Todd A
pfm Member
If you’re gonna do modern Requiems, you might as well make sure BAZ gets in the mix nice and early. Requiem für einen jungen Dichter is Zimmermann at his most Zimmermannian. The work is gigantic, for two speakers, two soloists, three choirs (because yes), jazz band, organ, accordion, tape, orchestra, and kitchen sink. It combines the Latin mass and multiple texts. This recording was released in surround sound, to approximate what a proper avant-garde staging should sound like. I listen through stereos and stereo headphones only, so I did not get the whole aural experience.

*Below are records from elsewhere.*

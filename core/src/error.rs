//
// Copyright (c) 2023 Elektrobit Automotive GmbH
//
// This file is part of flake-pilot
//
// Permission is hereby granted, free of charge, to any person obtaining a copy
// of this software and associated documentation files (the "Software"), to deal
// in the Software without restriction, including without limitation the rights
// to use, copy, modify, merge, publish, distribute, sublicense, and/or sell
// copies of the Software, and to permit persons to whom the Software is
// furnished to do so, subject to the following conditions:
//
// The above copyright notice and this permission notice shall be included in
// all copies or substantial portions of the Software.
//
// THE SOFTWARE IS PROVIDED "AS IS", WITHOUT WARRANTY OF ANY KIND, EXPRESS OR
// IMPLIED, INCLUDING BUT NOT LIMITED TO THE WARRANTIES OF MERCHANTABILITY,
// FITNESS FOR A PARTICULAR PURPOSE AND NONINFRINGEMENT. IN NO EVENT SHALL THE
// AUTHORS OR COPYRIGHT HOLDERS BE LIABLE FOR ANY CLAIM, DAMAGES OR OTHER
// LIABILITY, WHETHER IN AN ACTION OF CONTRACT, TORT OR OTHERWISE, ARISING FROM,
// OUT OF OR IN CONNECTION WITH THE SOFTWARE OR THE USE OR OTHER DEALINGS IN THE
// SOFTWARE.
//
use std::process::{ExitCode, Output, Termination};
use thiserror::Error;

use crate::command::{CommandError, ProcessError};

/// The single error type surfaced by the sergio core.
///
/// Each variant corresponds to one of the error kinds named in the
/// lifecycle and resolution design: a failed definition lookup, a broken
/// dependency graph, a non-zero shell action, and so on. Subprocess
/// failures (iptables, the engine CLI) pass through [CommandError] so the
/// offending argv is preserved in the message.
#[derive(Debug, Error)]
pub enum SergioError {
    /// The pilot tried to run a sub command and failed
    #[error("Failed to run {}", .0)]
    CommandError(#[from] CommandError),

    /// IO operation pass through
    #[error(transparent)]
    IO(#[from] std::io::Error),

    /// YAML parsing or tag construction failed
    #[error("Failed to parse {path}: {message}")]
    ParseError { path: String, message: String },

    /// No root configuration file could be discovered
    #[error("No configuration file found")]
    ConfigNotFound,

    /// Registry could not locate `<id>.y{a,}ml`
    #[error("No definition found for '{0}'")]
    DefinitionNotFound(String),

    /// `extends` forms a cycle
    #[error("Circular 'extends' chain detected at '{0}'")]
    CircularExtends(String),

    /// A prerequisite is missing or not running under non-recursive mode
    #[error("Requirements not met for '{0}', consider -r")]
    RequirementsNotMet(String),

    /// The dependency graph has a cycle
    #[error("Unresolvable requirements, a dependency cycle was detected")]
    UnresolvableRequirements,

    /// The engine failed to launch a container
    #[error("Launch failed for '{0}'")]
    LaunchFailed(String),

    /// A shell action item returned non-zero outside an idle frame
    #[error("Execution failed for '{container}': {line}")]
    ExecutionFailed { container: String, line: String },

    /// `!parent` was used at the bottom of a stack
    #[error("Stack underflow, no parent frame for action '{0}'")]
    StackUnderflow(String),

    /// IP lookup referenced a device not present in the network state
    #[error("No such device '{device}' on container '{container}'")]
    NoSuchDevice { container: String, device: String },

    /// A file-transfer direction token was not recognized
    #[error("Unrecognized transfer direction '{0}'")]
    BadDirection(String),

    /// A load-reference resolved to no existing file
    #[error("File not found: '{0}'")]
    FileNotFound(String),

    /// Container already exists / already running where the verb forbids it
    #[error("'{0}' already exists")]
    AlreadyExists(String),

    /// `backup`/`restore` invoked on a container with no such action defined
    #[error("'{container}' has no '{action}' action defined")]
    RequiredActionMissing { container: String, action: String },
}

impl Termination for SergioError {
    /// A failed sub command forwards its exit code; all other errors are
    /// represented as failure.
    fn report(self) -> ExitCode {
        match self {
            SergioError::CommandError(CommandError {
                base: ProcessError::ExecutionError(Output { status, .. }),
                ..
            }) => match status.code() {
                Some(code) => (code as u8).into(),
                None => ExitCode::FAILURE,
            },
            _ => ExitCode::FAILURE,
        }
    }
}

Now, I have listened to my share of hodge-podge avant-garde nonsense, where music sometimes is comprised of noise, some new music, and a pastiche of others’ compositions, and often it sucks. BAZ, though, more than even Berio or Schnittke, has got my number. Why that is, I just don’t know. The work unfolds as pure chaos, moving beyond aleatoric music to something seemingly nihilistic and pointless, yet very serious and pointed. As tracked here, the first movement is nearly forty minutes. What happens in it? Well, nothing and everything. It’s an experience, not music. It’s like some little snippets from Sgt Pepper’s blown up to something massively scaled. And as it happens, The Beatles make their appearance in the piece. Imagine a swirl of sound and chaos where bits of Tristan emerge and fade and so does Hitler. The musical borrowings are extensive, the literary ones highest of highbrow. It’s all terribly pretentious and overbearing and ridiculous and daffy – and all-consumingly bewitching. Seriously, I have no idea how BAZ does it.

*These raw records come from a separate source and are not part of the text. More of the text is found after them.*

//
// Copyright (c) 2023 SUSE Software Solutions Germany GmbH
//
// This file is part of flake-pilot
//
// Permission is hereby granted, free of charge, to any person obtaining a copy
// of this software and associated documentation files (the "Software"), to deal
// in the Software without restriction, including without limitation the rights
// to use, copy, modify, merge, publish, distribute, sublicense, and/or sell
// copies of the Software, and to permit persons to whom the Software is
// furnished to do so, subject to the following conditions:
//
// The above copyright notice and this permission notice shall be included in
// all copies or substantial portions of the Software.
//
// THE SOFTWARE IS PROVIDED "AS IS", WITHOUT WARRANTY OF ANY KIND, EXPRESS OR
// IMPLIED, INCLUDING BUT NOT LIMITED TO THE WARRANTIES OF MERCHANTABILITY,
// FITNESS FOR A PARTICULAR PURPOSE AND NONINFRINGEMENT. IN NO EVENT SHALL THE
// AUTHORS OR COPYRIGHT HOLDERS BE LIABLE FOR ANY CLAIM, DAMAGES OR OTHER
// LIABILITY, WHETHER IN AN ACTION OF CONTRACT, TORT OR OTHERWISE, ARISING FROM,
// OUT OF OR IN CONNECTION WITH THE SOFTWARE OR THE USE OR OTHER DEALINGS IN THE
// SOFTWARE.
//
use std::collections::HashMap;
use std::path::{Path, PathBuf};

use serde::Deserialize;

use crate::error::SergioError;
use crate::lookup::Lookup;

/// The root configuration file: names the definitions directory, the
/// backups directory and the global variable scope.
///
/// ```yaml
/// definitions: /usr/share/sergio/definitions
/// backups: /var/lib/sergio/backups
/// variables:
///   registry: registry.example.com
/// ```
#[derive(Debug, Deserialize)]
pub struct RootConfig {
    definitions: String,
    backups: String,
    #[serde(default)]
    pub variables: HashMap<String, String>,

    #[serde(skip)]
    base_dir: PathBuf,
}

impl RootConfig {
    /// Directory definitions are loaded from, resolved against the
    /// config file's own directory if given as a relative path.
    pub fn definitions_dir(&self) -> PathBuf {
        resolve_relative(&self.base_dir, &self.definitions)
    }

    /// Directory backups are written to and restored from.
    pub fn backups_dir(&self) -> PathBuf {
        resolve_relative(&self.base_dir, &self.backups)
    }

    /// The directory the config file itself lives in; load-references
    /// fall back to this directory after cwd.
    pub fn config_dir(&self) -> PathBuf {
        self.base_dir.clone()
    }
}

fn resolve_relative(base: &Path, value: &str) -> PathBuf {
    let candidate = Path::new(value);
    if candidate.is_absolute() {
        candidate.to_path_buf()
    } else {
        base.join(candidate)
    }
}

/// Candidate config file locations tried in order, after an explicit
/// `-c` override.
fn discovery_candidates(home: Option<PathBuf>) -> Vec<PathBuf> {
    let mut candidates = vec![
        PathBuf::from("./sergio.yml"),
        PathBuf::from("./sergio.yaml"),
        PathBuf::from("./config.yml"),
        PathBuf::from("./config.yaml"),
    ];
    if let Some(home) = home {
        candidates.push(home.join("sergio.yml"));
        candidates.push(home.join("sergio.yaml"));
    }
    candidates
}

/// Resolve the config file path per the discovery order: an explicit
/// override, then the first existing well-known location.
pub fn discover_config_path(
    explicit: Option<&str>, home: Option<PathBuf>
) -> Result<PathBuf, SergioError> {
    if let Some(path) = explicit {
        let path = PathBuf::from(path);
        if path.exists() {
            return Ok(path);
        }
        return Err(SergioError::ConfigNotFound);
    }
    for candidate in discovery_candidates(home) {
        if candidate.exists() {
            return Ok(candidate);
        }
    }
    Err(SergioError::ConfigNotFound)
}

/// Read and parse the root configuration file.
pub fn read_root_config(path: &Path) -> Result<RootConfig, SergioError> {
    if Lookup::is_debug() {
        debug!("Reading root config file: {}", path.display());
    }
    let content = std::fs::read_to_string(path)?;
    let mut config: RootConfig = serde_yaml::from_str(&content)
        .map_err(|error| SergioError::ParseError {
            path: path.display().to_string(),
            message: error.to_string(),
        })?;
    config.base_dir = path.parent()
        .map(Path::to_path_buf)
        .unwrap_or_else(|| PathBuf::from("."));
    Ok(config)
}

Now, this is most definitely not a piece to listen to frequently. This is a once every five-to-ten-year kind of work. But Michael Gielen believed in it enough to record it twice, and Gary Bertini recorded it once. I will listen again, and I doubt I wait five years. António Pinho Vargas’ Requiem is far more musically satisfying, and is a piece that deserves more attention, but this makes a great and very, very different follow-up. As mentioned before, this work is an experience, one I am most glad to have had, and one I will have again.